I'm using the mutate
and case_when
function to create a new variable with the result dependent on whether certain conditions are met.
The following code works until it gets to the NA values.
Running the code is successful, as in it does not produce any error or warning messages, and when I inspect the dataset it has worked where the conditions == 1 or 2, but it has not worked for the NA values.

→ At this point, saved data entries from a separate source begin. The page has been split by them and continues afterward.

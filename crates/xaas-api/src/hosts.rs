//! `Host` header guard.
//!
//! Requests whose host is not listed in `allowed_hosts` are rejected with
//! 400 before reaching any handler.

use axum::Json;
use axum::body::Body;
use axum::extract::{Request, State};
use axum::middleware::Next;
use axum::response::{IntoResponse, Response};
use http::StatusCode;

use crate::AppState;

/// Hosts admitted when debugging with an empty list.
const DEBUG_HOSTS: [&str; 3] = [".localhost", "127.0.0.1", "[::1]"];

/// Host part of a `Host` header value: lowercased, without port or
/// trailing dot.
pub fn split_host(value: &str) -> &str {
    let value = value.trim();
    let host = if value.starts_with('[') {
        match value.find(']') {
            Some(end) => &value[..=end],
            None => value,
        }
    } else {
        value.rsplit_once(':').map_or(value, |(host, _)| host)
    };
    host.strip_suffix('.').unwrap_or(host)
}

/// Whether `host` matches one of the patterns. `*` matches anything and
/// a leading `.` matches the domain and all its subdomains.
pub fn host_allowed<S: AsRef<str>>(host: &str, patterns: &[S]) -> bool {
    let host = host.to_ascii_lowercase();
    patterns.iter().any(|pattern| {
        let pattern = pattern.as_ref().to_ascii_lowercase();
        if pattern == "*" {
            true
        } else if let Some(domain) = pattern.strip_prefix('.') {
            host == domain || host.ends_with(&pattern)
        } else {
            host == pattern
        }
    })
}

/// Middleware rejecting requests for hosts that are not allowed.
pub async fn allowed_hosts(
    State(state): State<AppState>,
    req: Request<Body>,
    next: Next,
) -> Response {
    let raw = req
        .headers()
        .get(http::header::HOST)
        .and_then(|v| v.to_str().ok())
        .or_else(|| req.uri().host())
        .unwrap_or_default()
        .to_string();
    let host = split_host(&raw);

    let settings = &state.settings;
    let allowed = if settings.allowed_hosts.is_empty() && settings.debug {
        host_allowed(host, &DEBUG_HOSTS)
    } else {
        host_allowed(host, &settings.allowed_hosts)
    };

    if allowed {
        return next.run(req).await;
    }

    tracing::warn!(host = %raw, "Rejected request for a host that is not allowed");
    let body = serde_json::json!({
        "error": {
            "category": "invalid_host",
            "message": format!("Invalid HTTP_HOST header: '{raw}'."),
        }
    });
    (StatusCode::BAD_REQUEST, Json(body)).into_response()
}
//! API server implementation

use std::future::Future;

use tokio::net::TcpListener;
use xaas_core::Settings;
use xaas_storage::SqliteStore;

use crate::{AppState, Result, build_router};

/// xaas-admin HTTP server
pub struct Server {
    state: AppState,
}

impl Server {
    /// Open the database, create missing tables and register every model.
    pub async fn new(settings: Settings) -> Result<Self> {
        let store = SqliteStore::connect(&settings.database).await?;
        store.migrate().await?;
        Ok(Self {
            state: AppState::new(store, settings)?,
        })
    }

    /// Server around an already opened store.
    pub fn with_store(store: SqliteStore, settings: Settings) -> Result<Self> {
        Ok(Self {
            state: AppState::new(store, settings)?,
        })
    }

    /// Shared handler state.
    pub fn state(&self) -> &AppState {
        &self.state
    }

    /// Serve until `shutdown` resolves, then close the pool.
    pub async fn run<F>(self, shutdown: F) -> Result<()>
    where
        F: Future<Output = ()> + Send + 'static,
    {
        let address = self.state.settings.bind_address();
        let listener = TcpListener::bind(&address).await?;
        tracing::info!(
            address = %listener.local_addr()?,
            server = %self.state.settings.server_name,
            "Listening"
        );

        let store = self.state.store.clone();
        axum::serve(listener, build_router(self.state))
            .with_graceful_shutdown(shutdown)
            .await?;

        store.close().await;
        tracing::info!("Server stopped");
        Ok(())
    }
}
//! Command line entry point: parse [`BaseArgs`], load parameters, run, write the report.
use std::path::PathBuf;

use clap::{ArgAction, Args, Command, FromArgMatches as _};
use log::{info, LevelFilter};

use crate::error::EpisimError;
use crate::execution_stats::{report_execution_statistics, ExecutionStatsCollector};
use crate::log::{parse_log_levels, set_log_level};
use crate::parameters::Parameters;
use crate::random::seeded_rng;
use crate::report::Report;
use crate::simulation::Simulation;

/// File name of the report written to `--output-dir`.
pub const REPORT_FILE_NAME: &str = "report.csv";

/// Default cli arguments for the episim runner
#[derive(Args, Debug, Default)]
pub struct BaseArgs {
    /// Random seed
    #[arg(short, long, default_value = "0")]
    pub random_seed: u64,

    /// Optional path to a JSON parameters file
    #[arg(short, long)]
    pub config: Option<PathBuf>,

    /// Optional directory for report output
    #[arg(short, long)]
    pub output_dir: Option<PathBuf>,

    /// Enable logging at LEVEL, or per module with `module=LEVEL,...`
    #[arg(long)]
    pub log_level: Option<String>,

    /// Increase logging verbosity (-v info, -vv debug, -vvv trace)
    #[arg(short, action = ArgAction::Count)]
    pub verbose: u8,

    /// Do not report execution statistics
    #[arg(long)]
    pub no_stats: bool,

    /// Hide the progress bar
    #[arg(long)]
    pub no_progress: bool,
}

fn create_episim_cli() -> Command {
    let cli = Command::new("episim").about("Stochastic agent-based epidemic simulator");
    BaseArgs::augment_args(cli)
}

/// Parses the process arguments and runs a simulation.
///
/// # Errors
/// Returns an error if argument parsing, parameter loading or report output fails
pub fn run_with_args() -> Result<Report, Box<dyn std::error::Error>> {
    let matches = create_episim_cli().get_matches();
    let args = BaseArgs::from_arg_matches(&matches)?;
    Ok(run_with_base_args(&args)?)
}

fn verbosity_level(verbose: u8) -> Option<LevelFilter> {
    match verbose {
        0 => None,
        1 => Some(LevelFilter::Info),
        2 => Some(LevelFilter::Debug),
        _ => Some(LevelFilter::Trace),
    }
}

fn configure_logging(args: &BaseArgs) -> Result<(), EpisimError> {
    if let Some(level) = verbosity_level(args.verbose) {
        set_log_level(level);
        println!("Logging enabled at level {level}");
    }
    // `--log-level` wins over `-v` when both set the global level.
    if let Some(log_level) = &args.log_level {
        let levels = parse_log_levels(log_level)?;
        levels.apply();
        if let Some(level) = levels.global {
            println!("Logging enabled at level {level}");
        }
        for (module, level) in &levels.modules {
            println!("Logging enabled for {module} at level {level}");
        }
    }
    Ok(())
}

/// Runs one simulation as described by `args` and returns its report.
///
/// # Errors
/// Returns an error if the log level, the parameters or the output directory are invalid
pub fn run_with_base_args(args: &BaseArgs) -> Result<Report, EpisimError> {
    configure_logging(args)?;

    let parameters = match &args.config {
        Some(path) => Parameters::from_file(path)?,
        None => {
            let parameters = Parameters::default();
            parameters.validate()?;
            parameters
        }
    };

    let mut rng = seeded_rng(args.random_seed);
    let pathogen = parameters.build_pathogen()?;
    let mut population = parameters.build_population(&mut rng)?;
    let interaction = parameters.build_interaction();
    info!("{}", pathogen);
    info!(
        "population of {} in a space of {} with {} initial cases, seed {}",
        population.len(),
        population.space(),
        parameters.initial_cases,
        args.random_seed
    );

    let collector = ExecutionStatsCollector::new();
    let mut simulation = Simulation::new(
        &mut population,
        &pathogen,
        interaction.as_ref(),
        parameters.settings(),
    )?
    .with_progress(!args.no_progress);
    simulation.run(parameters.iterations, &mut rng);
    let report = simulation.into_report();

    if !args.no_stats {
        let stats =
            collector.compute_final_statistics(population.initial_size(), parameters.iterations);
        report_execution_statistics(&stats);
    }

    if let Some(output_dir) = &args.output_dir {
        let path = output_dir.join(REPORT_FILE_NAME);
        report.write_csv(&path)?;
        info!("report written to {}", path.display());
    }
    Ok(report)
}
//! The disease status of an individual.
//!
//! A [`HealthState`] is one of six kinds. Four of them (asymptomatic and the three symptomatic
//! kinds) belong to the infected family and count the days since infection. The simulation uses
//! two comparisons:
//!
//! * [`same_family`] asks "are both infected?" (or both healthy, or both immunized). It decides
//!   whether propagation and progression logic applies.
//! * [`same_kind`] compares the exact kind. It drives the per-kind counts in the report and
//!   diagnosis eligibility, since only symptomatic kinds can be diagnosed.
use std::fmt::{self, Display};

use serde_derive::{Deserialize, Serialize};

/// Interaction capacity of a diagnosed individual.
pub const DIAGNOSED_CAPACITY: f64 = 0.01;

/// Coarse class of a health state.
#[derive(Copy, Clone, Debug, PartialEq, Eq, Hash, Serialize, Deserialize)]
pub enum Family {
    Healthy,
    Infected,
    Immunized,
}

/// Exact variant of a health state.
#[derive(Copy, Clone, Debug, PartialEq, Eq, Hash, PartialOrd, Ord, Serialize, Deserialize)]
pub enum Kind {
    Healthy,
    Asymptomatic,
    SymptomaticLight,
    SymptomaticMild,
    SymptomaticSevere,
    Immunized,
}

impl Kind {
    /// All kinds in report column order.
    pub const ALL: [Kind; 6] = [
        Kind::Healthy,
        Kind::Asymptomatic,
        Kind::SymptomaticLight,
        Kind::SymptomaticMild,
        Kind::SymptomaticSevere,
        Kind::Immunized,
    ];

    #[must_use]
    pub fn family(self) -> Family {
        match self {
            Kind::Healthy => Family::Healthy,
            Kind::Asymptomatic
            | Kind::SymptomaticLight
            | Kind::SymptomaticMild
            | Kind::SymptomaticSevere => Family::Infected,
            Kind::Immunized => Family::Immunized,
        }
    }

    /// Capacity a freshly created state of this kind starts with.
    #[must_use]
    pub fn default_capacity(self) -> f64 {
        match self {
            Kind::Healthy | Kind::Asymptomatic | Kind::Immunized => 1.0,
            Kind::SymptomaticLight => 0.7,
            Kind::SymptomaticMild => 0.3,
            Kind::SymptomaticSevere => 0.1,
        }
    }

    /// Only the symptomatic kinds can be diagnosed.
    #[must_use]
    pub fn is_symptomatic(self) -> bool {
        matches!(
            self,
            Kind::SymptomaticLight | Kind::SymptomaticMild | Kind::SymptomaticSevere
        )
    }
}

impl Display for Kind {
    fn fmt(&self, f: &mut fmt::Formatter) -> fmt::Result {
        let name = match self {
            Kind::Healthy => "Healthy",
            Kind::Asymptomatic => "Asymptomatic",
            Kind::SymptomaticLight => "Symptomatic Light",
            Kind::SymptomaticMild => "Symptomatic Mild",
            Kind::SymptomaticSevere => "Symptomatic Severe",
            Kind::Immunized => "Immunized",
        };
        f.write_str(name)
    }
}

/// The severity of an ongoing infection.
#[derive(Copy, Clone, Debug, PartialEq, Eq, Hash, Serialize, Deserialize)]
pub enum Severity {
    Asymptomatic,
    Light,
    Mild,
    Severe,
}

impl Severity {
    #[must_use]
    pub fn kind(self) -> Kind {
        match self {
            Severity::Asymptomatic => Kind::Asymptomatic,
            Severity::Light => Kind::SymptomaticLight,
            Severity::Mild => Kind::SymptomaticMild,
            Severity::Severe => Kind::SymptomaticSevere,
        }
    }
}

/// An individual's disease status. Each variant carries only the fields it needs.
#[derive(Clone, Debug, PartialEq)]
pub enum HealthState {
    Healthy {
        interaction_capacity: f64,
    },
    Infected {
        severity: Severity,
        interaction_capacity: f64,
        days_with_infection: u32,
    },
    Immunized {
        interaction_capacity: f64,
    },
}

impl HealthState {
    #[must_use]
    pub fn healthy() -> Self {
        HealthState::Healthy {
            interaction_capacity: Kind::Healthy.default_capacity(),
        }
    }

    /// A fresh infection of the given severity, zero days in.
    #[must_use]
    pub fn infected(severity: Severity) -> Self {
        HealthState::Infected {
            severity,
            interaction_capacity: severity.kind().default_capacity(),
            days_with_infection: 0,
        }
    }

    #[must_use]
    pub fn immunized() -> Self {
        HealthState::Immunized {
            interaction_capacity: Kind::Immunized.default_capacity(),
        }
    }

    #[must_use]
    pub fn kind(&self) -> Kind {
        match self {
            HealthState::Healthy { .. } => Kind::Healthy,
            HealthState::Infected { severity, .. } => severity.kind(),
            HealthState::Immunized { .. } => Kind::Immunized,
        }
    }

    #[must_use]
    pub fn family(&self) -> Family {
        self.kind().family()
    }

    #[must_use]
    pub fn is_healthy(&self) -> bool {
        self.family() == Family::Healthy
    }

    #[must_use]
    pub fn is_infected(&self) -> bool {
        self.family() == Family::Infected
    }

    #[must_use]
    pub fn is_immunized(&self) -> bool {
        self.family() == Family::Immunized
    }

    #[must_use]
    pub fn interaction_capacity(&self) -> f64 {
        match self {
            HealthState::Healthy {
                interaction_capacity,
            }
            | HealthState::Infected {
                interaction_capacity,
                ..
            }
            | HealthState::Immunized {
                interaction_capacity,
            } => *interaction_capacity,
        }
    }

    /// Overwrites the capacity in place. Used by diagnosis, which isolates an individual without
    /// changing its kind.
    pub fn set_interaction_capacity(&mut self, capacity: f64) {
        match self {
            HealthState::Healthy {
                interaction_capacity,
            }
            | HealthState::Infected {
                interaction_capacity,
                ..
            }
            | HealthState::Immunized {
                interaction_capacity,
            } => *interaction_capacity = capacity,
        }
    }

    /// Days since infection, `None` outside the infected family.
    #[must_use]
    pub fn days_with_infection(&self) -> Option<u32> {
        match self {
            HealthState::Infected {
                days_with_infection,
                ..
            } => Some(*days_with_infection),
            _ => None,
        }
    }

    /// Advances the infection counter by one day and returns the new value. Does nothing for
    /// states outside the infected family.
    pub fn increment_days(&mut self) -> Option<u32> {
        match self {
            HealthState::Infected {
                days_with_infection,
                ..
            } => {
                *days_with_infection += 1;
                Some(*days_with_infection)
            }
            _ => None,
        }
    }
}

impl Default for HealthState {
    fn default() -> Self {
        HealthState::healthy()
    }
}

impl Display for HealthState {
    fn fmt(&self, f: &mut fmt::Formatter) -> fmt::Result {
        Display::fmt(&self.kind(), f)
    }
}

/// True if both states are healthy, both infected (of any severity) or both immunized.
#[must_use]
pub fn same_family(a: &HealthState, b: &HealthState) -> bool {
    a.family() == b.family()
}

/// True if both states are of the exact same kind.
#[must_use]
pub fn same_kind(a: &HealthState, b: &HealthState) -> bool {
    a.kind() == b.kind()
}

#[cfg(test)]
mod tests {
    use super::*;

    #[test]
    fn family_ignores_severity() {
        let light = HealthState::infected(Severity::Light);
        let asymptomatic = HealthState::infected(Severity::Asymptomatic);
        assert!(same_family(&light, &asymptomatic));
        assert!(!same_kind(&light, &asymptomatic));
        assert!(!same_family(&light, &HealthState::healthy()));
        assert!(!same_family(&HealthState::healthy(), &HealthState::immunized()));
    }

    #[test]
    fn same_kind_ignores_mutable_fields() {
        let mut diagnosed = HealthState::infected(Severity::Mild);
        diagnosed.set_interaction_capacity(DIAGNOSED_CAPACITY);
        diagnosed.increment_days();
        assert!(same_kind(&diagnosed, &HealthState::infected(Severity::Mild)));
        assert_ne!(diagnosed, HealthState::infected(Severity::Mild));
    }

    #[test]
    fn default_capacities() {
        assert_eq!(HealthState::healthy().interaction_capacity(), 1.0);
        assert_eq!(HealthState::immunized().interaction_capacity(), 1.0);
        assert_eq!(
            HealthState::infected(Severity::Asymptomatic).interaction_capacity(),
            1.0
        );
        assert_eq!(
            HealthState::infected(Severity::Light).interaction_capacity(),
            0.7
        );
        assert_eq!(
            HealthState::infected(Severity::Mild).interaction_capacity(),
            0.3
        );
        assert_eq!(
            HealthState::infected(Severity::Severe).interaction_capacity(),
            0.1
        );
    }

    #[test]
    fn days_only_for_infected() {
        let mut healthy = HealthState::healthy();
        assert_eq!(healthy.days_with_infection(), None);
        assert_eq!(healthy.increment_days(), None);

        let mut severe = HealthState::infected(Severity::Severe);
        assert_eq!(severe.days_with_infection(), Some(0));
        assert_eq!(severe.increment_days(), Some(1));
        assert_eq!(severe.increment_days(), Some(2));
    }

    #[test]
    fn only_symptomatic_kinds_are_diagnosable() {
        let diagnosable: Vec<Kind> = Kind::ALL
            .into_iter()
            .filter(|kind| kind.is_symptomatic())
            .collect();
        assert_eq!(
            diagnosable,
            vec![
                Kind::SymptomaticLight,
                Kind::SymptomaticMild,
                Kind::SymptomaticSevere
            ]
        );
    }

    #[test]
    fn display_names() {
        assert_eq!(
            HealthState::infected(Severity::Light).to_string(),
            "Symptomatic Light"
        );
        assert_eq!(HealthState::immunized().to_string(), "Immunized");
    }
}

I have tried putting NA in "" but this doesn't help
mutate(Variable1 = case_when
(VariableA == 1 & VariableB ==1 ~ result.y,
VariableA == 1 & VariableB ==2 ~ result.y,
VariableA == 2 & VariableB ==1 ~ result.y,
VariableA == 2 & VariableB ==2 ~ result.x,
VariableA == 2 & VariableB ==NA ~ result.x,
VariableA == NA & VariableB ==1 ~ result.y,
VariableA == NA & VariableB ==2 ~ result.y,
VariableA == NA & VariableB ==NA ~ result.x,
))
VariableA and VariableB have values of 1, 2 and NA result.y and result.x are variables already in the dataset
First time posting, and fairly new to using R so apologies if I've not included all the information required. Thanks in advance for any suggestions
Sample of Data
VariableA VariableB result.x result.y
<dbl lbl> <dbl lbl> <chr> <chr>
1 2 valid postcode valid postcode
1 2 valid postcode valid postcode
1 NA valid postcode NA
1 NA partial postcode NA
1 2 valid postcode valid postcode
1 1 valid postcode valid postcode
NA NA valid postcode NA
2 2 partial postcode NA
2 NA valid postcode NA
2 1 valid postcode valid postcode
Output from
> dput(head(Test2))
structure(list(VariableA = structure(c(NA, NA, 2, NA, 2, 2), label = "[VariableA]--Have you moved in to your current house since June of this year?", format.spss = "F1.0", labels = c(Yes = 1,
No = 2), class = c("haven_labelled", "vctrs_vctr", "double")),
VariableB = structure(c(NA, NA, 2, NA, 2, NA), label = "[VariableB]-- Have you moved into your current house since January 2021?", format.spss = "F1.0", labels = c(Yes = 1,
No = 2), class = c("haven_labelled", "vctrs_vctr", "double"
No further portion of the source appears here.